Her second album, tiarn, was released on 7 August 2026. It was self-recorded while Stretton lived at the coast and observed the winter migration of whales and drew from ecological grief and life by the ocean; the album's title, meaning "landholder", was named after a friend she had met while living there. The album was also influenced by her family's home footage taken from a camera they had bought while living in Japan in 1991.

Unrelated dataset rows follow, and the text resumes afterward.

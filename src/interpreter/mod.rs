//! Routine interpreter
//!
//! This module provides the core execution logic:
//! - [`engine`]: Main interpreter, call activation and trace hooks
//! - [`errors`]: Runtime error types
//! - [`console`]: Captured `console.log` output
//! - [`constants`]: Reserved tracking names and execution limits
//!
//! # Execution Model
//!
//! The interpreter walks the AST directly. A program is loaded once (its
//! top-level statements run and its functions are hoisted), then the entry
//! routine is invoked with evaluated arguments.
//!
//! When tracing, every activation of the entry routine is recorded into a
//! [`TraceContext`](crate::trace::TraceContext), either by the interpreter
//! itself or by instrumented routine text calling `createNode`.
//!
//! # Built-in Functions
//!
//! `console.log`, `Math`, and the array/string methods are implemented
//! directly in the interpreter rather than as separate modules.

mod builtins;
pub mod console;
pub mod constants;
pub mod engine;
pub mod errors;
mod expressions;
mod ops;
mod statements;

pub use console::{Console, ConsoleLine};
pub use engine::{ExecutionLimits, Interpreter, TraceMode};
pub use errors::RuntimeError;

==Influences and artistry==
Stretton makes use of both classical and electronic compositions, as used on her album Soon. Her music has been described as "ambient folk" and musique concrète, making use of field recordings. Stretton's music has been compared to that of Grouper, William Basinski, Konradsen, and Claire Rousay.

==Discography==
===Studio albums===

| Title | Details |
|---|---|
| Soon | Released: 24 January 2023; Label: Self-released, P.W. Elverum & Sun (reissue); Formats: LP, cassette, digital download; |
| tiarn | Released: 7 August 2026; Label: Self-released, P.W. Elverum & Sun; Formats: LP, digital download; |

===Extended plays===

| Title | Details |
|---|---|
| Wail | Released: 30 October 2016; Label: Self-released; Formats: Digital download; |

===Singles===

| Title | Year | Album |
| "The Thrill of Loneliness" | 2016 | Non-album single |
| "Stove" | 2026 | tiarn |
"Before This"
"From"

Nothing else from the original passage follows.